- [Listed entries]
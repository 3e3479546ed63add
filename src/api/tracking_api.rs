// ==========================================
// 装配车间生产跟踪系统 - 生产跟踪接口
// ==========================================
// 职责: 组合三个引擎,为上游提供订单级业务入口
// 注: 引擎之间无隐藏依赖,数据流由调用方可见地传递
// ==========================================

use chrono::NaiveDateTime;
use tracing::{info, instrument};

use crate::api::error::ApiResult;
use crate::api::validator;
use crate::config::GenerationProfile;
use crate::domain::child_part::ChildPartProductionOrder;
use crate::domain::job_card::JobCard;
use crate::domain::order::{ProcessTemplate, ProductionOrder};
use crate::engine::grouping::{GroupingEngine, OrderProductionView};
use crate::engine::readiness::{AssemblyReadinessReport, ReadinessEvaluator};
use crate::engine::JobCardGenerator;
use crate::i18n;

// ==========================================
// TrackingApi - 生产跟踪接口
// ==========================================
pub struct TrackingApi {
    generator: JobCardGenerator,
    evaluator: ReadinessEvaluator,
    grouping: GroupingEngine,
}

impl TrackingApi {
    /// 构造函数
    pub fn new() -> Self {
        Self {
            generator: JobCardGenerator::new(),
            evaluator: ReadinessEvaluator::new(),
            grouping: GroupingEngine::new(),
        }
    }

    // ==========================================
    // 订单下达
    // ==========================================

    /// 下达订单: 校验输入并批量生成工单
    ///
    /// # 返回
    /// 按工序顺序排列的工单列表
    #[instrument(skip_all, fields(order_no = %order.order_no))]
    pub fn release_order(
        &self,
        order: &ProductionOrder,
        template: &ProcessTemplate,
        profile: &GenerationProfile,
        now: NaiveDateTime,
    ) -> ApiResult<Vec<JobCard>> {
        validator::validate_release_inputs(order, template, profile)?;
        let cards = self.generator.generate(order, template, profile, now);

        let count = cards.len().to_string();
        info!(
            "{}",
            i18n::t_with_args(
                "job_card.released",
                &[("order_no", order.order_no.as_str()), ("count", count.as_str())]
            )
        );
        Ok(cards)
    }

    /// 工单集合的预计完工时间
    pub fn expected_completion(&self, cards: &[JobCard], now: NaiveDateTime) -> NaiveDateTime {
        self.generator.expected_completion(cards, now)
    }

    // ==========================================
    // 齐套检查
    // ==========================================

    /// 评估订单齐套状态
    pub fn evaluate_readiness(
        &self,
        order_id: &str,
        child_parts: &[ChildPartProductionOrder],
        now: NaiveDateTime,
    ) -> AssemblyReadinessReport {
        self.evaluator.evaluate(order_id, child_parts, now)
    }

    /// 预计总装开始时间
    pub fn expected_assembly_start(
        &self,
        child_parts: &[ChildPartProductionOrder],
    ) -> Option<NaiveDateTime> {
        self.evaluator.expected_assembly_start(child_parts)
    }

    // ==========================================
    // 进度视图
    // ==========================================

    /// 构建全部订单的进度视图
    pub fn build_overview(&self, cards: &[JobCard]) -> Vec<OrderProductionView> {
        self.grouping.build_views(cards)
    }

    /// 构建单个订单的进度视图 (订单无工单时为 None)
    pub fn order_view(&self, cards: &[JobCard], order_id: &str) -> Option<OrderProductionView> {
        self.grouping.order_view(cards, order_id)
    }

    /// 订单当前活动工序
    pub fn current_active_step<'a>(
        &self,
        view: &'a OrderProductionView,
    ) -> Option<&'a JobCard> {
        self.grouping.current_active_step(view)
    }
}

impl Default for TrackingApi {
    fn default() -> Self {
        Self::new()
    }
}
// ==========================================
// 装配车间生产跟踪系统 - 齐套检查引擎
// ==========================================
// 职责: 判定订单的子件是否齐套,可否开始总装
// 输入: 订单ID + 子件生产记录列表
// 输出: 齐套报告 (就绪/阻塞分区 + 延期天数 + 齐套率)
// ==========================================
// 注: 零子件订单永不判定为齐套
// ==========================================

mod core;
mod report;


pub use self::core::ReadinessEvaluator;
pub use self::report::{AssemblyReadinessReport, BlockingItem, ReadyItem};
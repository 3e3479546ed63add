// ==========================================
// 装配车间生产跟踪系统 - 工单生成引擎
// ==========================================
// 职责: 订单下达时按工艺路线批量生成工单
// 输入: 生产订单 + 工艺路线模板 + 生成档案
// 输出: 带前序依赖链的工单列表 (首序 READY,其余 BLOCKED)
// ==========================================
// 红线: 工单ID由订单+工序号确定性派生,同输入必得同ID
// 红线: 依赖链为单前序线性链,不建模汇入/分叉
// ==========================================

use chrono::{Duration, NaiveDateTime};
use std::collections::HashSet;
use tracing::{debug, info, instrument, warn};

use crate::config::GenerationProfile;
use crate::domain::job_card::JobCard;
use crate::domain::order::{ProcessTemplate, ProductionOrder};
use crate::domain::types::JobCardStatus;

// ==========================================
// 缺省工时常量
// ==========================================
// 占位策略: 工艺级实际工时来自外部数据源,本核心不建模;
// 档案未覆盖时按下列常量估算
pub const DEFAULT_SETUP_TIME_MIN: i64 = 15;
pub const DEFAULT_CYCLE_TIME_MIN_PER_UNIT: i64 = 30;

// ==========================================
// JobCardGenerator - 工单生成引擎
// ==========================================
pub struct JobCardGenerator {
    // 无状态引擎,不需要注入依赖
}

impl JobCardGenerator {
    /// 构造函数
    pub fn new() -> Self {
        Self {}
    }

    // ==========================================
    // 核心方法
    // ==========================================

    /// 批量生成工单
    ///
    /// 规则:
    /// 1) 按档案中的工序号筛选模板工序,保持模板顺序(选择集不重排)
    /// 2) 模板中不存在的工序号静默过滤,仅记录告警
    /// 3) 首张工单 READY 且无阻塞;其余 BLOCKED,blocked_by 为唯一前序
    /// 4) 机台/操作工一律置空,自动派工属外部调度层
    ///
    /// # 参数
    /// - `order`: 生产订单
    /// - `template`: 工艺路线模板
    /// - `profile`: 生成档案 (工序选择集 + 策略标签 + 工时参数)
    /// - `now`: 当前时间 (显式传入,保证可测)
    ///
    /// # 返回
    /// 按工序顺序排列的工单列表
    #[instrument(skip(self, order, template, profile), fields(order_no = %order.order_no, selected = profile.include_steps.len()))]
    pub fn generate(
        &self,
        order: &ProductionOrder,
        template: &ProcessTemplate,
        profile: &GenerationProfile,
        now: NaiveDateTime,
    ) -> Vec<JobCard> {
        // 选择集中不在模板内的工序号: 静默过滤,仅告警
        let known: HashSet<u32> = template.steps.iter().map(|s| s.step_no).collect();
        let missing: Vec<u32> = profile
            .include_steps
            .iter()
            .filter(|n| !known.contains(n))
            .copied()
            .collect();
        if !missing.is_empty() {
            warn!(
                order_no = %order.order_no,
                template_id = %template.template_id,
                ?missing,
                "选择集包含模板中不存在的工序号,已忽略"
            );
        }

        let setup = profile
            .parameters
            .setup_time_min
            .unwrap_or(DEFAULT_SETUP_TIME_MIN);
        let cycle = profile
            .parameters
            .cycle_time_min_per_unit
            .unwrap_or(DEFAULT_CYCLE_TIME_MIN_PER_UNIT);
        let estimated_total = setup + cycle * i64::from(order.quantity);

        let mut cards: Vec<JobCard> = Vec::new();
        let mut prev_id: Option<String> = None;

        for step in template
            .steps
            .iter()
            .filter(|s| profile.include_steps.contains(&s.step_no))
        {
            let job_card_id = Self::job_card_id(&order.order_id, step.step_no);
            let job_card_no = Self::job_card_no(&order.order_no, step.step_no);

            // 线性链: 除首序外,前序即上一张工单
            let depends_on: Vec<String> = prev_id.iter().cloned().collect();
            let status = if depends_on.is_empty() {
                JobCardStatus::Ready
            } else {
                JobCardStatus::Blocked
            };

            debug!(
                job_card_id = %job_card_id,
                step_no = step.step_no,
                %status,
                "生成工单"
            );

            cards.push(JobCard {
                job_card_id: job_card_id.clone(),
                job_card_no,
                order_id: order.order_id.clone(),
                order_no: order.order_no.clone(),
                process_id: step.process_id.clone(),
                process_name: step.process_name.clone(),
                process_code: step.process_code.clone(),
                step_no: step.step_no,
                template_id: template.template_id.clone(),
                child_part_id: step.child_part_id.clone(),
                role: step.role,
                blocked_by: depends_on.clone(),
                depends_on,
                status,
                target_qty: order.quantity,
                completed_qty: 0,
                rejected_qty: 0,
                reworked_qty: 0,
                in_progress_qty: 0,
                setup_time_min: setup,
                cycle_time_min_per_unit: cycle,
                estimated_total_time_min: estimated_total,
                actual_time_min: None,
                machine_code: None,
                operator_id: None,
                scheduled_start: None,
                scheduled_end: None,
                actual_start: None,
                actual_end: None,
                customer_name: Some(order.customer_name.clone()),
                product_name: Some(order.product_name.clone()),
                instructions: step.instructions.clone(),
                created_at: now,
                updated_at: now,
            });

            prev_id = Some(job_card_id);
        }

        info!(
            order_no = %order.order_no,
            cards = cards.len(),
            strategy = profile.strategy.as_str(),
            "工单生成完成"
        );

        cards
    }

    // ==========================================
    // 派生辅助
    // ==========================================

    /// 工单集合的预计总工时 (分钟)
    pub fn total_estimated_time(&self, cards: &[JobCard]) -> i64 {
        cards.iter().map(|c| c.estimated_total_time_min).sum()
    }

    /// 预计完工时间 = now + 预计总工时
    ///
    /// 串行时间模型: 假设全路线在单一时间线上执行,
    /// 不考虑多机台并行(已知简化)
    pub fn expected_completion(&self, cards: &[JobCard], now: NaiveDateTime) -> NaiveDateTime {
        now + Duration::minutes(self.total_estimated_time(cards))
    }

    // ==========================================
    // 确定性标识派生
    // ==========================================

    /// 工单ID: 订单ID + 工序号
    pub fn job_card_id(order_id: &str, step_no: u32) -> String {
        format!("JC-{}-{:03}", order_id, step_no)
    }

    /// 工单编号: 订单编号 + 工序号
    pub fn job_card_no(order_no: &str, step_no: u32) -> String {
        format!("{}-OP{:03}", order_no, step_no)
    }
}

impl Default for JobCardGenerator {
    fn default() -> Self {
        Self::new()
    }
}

==

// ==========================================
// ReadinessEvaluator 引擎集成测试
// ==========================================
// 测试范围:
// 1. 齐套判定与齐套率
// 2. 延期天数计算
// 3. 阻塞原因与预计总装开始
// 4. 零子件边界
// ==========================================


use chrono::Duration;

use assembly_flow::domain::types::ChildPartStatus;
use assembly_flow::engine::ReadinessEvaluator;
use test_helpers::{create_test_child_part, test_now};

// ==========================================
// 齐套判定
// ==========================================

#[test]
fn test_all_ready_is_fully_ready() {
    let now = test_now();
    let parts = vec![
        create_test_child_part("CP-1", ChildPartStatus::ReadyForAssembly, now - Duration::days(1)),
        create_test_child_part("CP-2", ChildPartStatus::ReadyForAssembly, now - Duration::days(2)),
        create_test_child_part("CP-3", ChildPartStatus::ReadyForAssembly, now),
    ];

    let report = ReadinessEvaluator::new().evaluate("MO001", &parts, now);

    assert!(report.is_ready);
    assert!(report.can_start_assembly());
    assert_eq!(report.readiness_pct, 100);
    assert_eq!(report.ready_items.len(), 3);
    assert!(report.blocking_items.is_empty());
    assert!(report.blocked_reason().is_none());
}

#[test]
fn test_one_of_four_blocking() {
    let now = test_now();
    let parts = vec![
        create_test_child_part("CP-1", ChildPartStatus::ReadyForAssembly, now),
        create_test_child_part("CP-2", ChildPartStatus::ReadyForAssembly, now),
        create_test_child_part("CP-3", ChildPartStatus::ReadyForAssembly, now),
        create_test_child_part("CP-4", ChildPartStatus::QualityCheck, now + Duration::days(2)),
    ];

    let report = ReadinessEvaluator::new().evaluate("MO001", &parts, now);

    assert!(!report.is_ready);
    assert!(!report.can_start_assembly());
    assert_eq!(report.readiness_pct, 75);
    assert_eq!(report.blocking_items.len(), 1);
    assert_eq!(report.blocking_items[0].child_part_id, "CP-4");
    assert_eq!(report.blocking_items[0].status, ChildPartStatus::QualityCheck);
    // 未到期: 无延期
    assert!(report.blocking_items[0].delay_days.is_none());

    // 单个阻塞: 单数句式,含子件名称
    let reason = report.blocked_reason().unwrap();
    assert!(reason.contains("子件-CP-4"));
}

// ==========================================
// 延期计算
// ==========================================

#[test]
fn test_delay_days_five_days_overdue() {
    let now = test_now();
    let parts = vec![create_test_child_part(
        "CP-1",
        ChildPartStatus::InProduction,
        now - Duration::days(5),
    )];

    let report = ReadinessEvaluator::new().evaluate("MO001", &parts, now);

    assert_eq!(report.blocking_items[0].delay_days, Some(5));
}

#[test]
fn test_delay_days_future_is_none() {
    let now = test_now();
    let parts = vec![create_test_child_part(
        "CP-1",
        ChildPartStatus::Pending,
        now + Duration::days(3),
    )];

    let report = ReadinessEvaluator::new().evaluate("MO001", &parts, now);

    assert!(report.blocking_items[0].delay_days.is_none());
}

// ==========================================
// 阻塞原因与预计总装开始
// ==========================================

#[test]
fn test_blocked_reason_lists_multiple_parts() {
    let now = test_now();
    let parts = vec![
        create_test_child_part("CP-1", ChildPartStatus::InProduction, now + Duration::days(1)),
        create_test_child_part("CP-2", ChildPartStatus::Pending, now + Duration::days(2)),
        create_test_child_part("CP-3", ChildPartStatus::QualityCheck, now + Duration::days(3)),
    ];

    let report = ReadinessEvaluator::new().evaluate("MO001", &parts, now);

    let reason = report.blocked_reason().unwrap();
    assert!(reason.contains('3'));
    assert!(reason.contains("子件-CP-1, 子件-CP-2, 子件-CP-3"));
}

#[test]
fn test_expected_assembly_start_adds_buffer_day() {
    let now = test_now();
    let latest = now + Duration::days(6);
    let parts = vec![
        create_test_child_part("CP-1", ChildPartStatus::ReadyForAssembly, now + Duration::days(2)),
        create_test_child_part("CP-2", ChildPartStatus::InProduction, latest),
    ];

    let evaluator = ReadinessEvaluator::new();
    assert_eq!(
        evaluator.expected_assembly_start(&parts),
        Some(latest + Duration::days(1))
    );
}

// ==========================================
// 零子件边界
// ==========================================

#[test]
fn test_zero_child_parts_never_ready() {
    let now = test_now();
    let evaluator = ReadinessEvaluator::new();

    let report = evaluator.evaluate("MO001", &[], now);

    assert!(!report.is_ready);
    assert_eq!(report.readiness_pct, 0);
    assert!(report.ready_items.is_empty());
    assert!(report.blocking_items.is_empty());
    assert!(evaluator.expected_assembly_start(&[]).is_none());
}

- [Directions] Among the entries above, which lines include "ReadyForAssembly"? List them all.

- [Problem solution]
        create_test_child_part("CP-1", ChildPartStatus::ReadyForAssembly, now - Duration::days(1)),
        create_test_child_part("CP-2", ChildPartStatus::ReadyForAssembly, now - Duration::days(2)),
        create_test_child_part("CP-3", ChildPartStatus::ReadyForAssembly, now),
        create_test_child_part("CP-1", ChildPartStatus::ReadyForAssembly, now),
        create_test_child_part("CP-2", ChildPartStatus::ReadyForAssembly, now),
        create_test_child_part("CP-3", ChildPartStatus::ReadyForAssembly, now),
        create_test_child_part("CP-1", ChildPartStatus::ReadyForAssembly, now + Duration::days(2)),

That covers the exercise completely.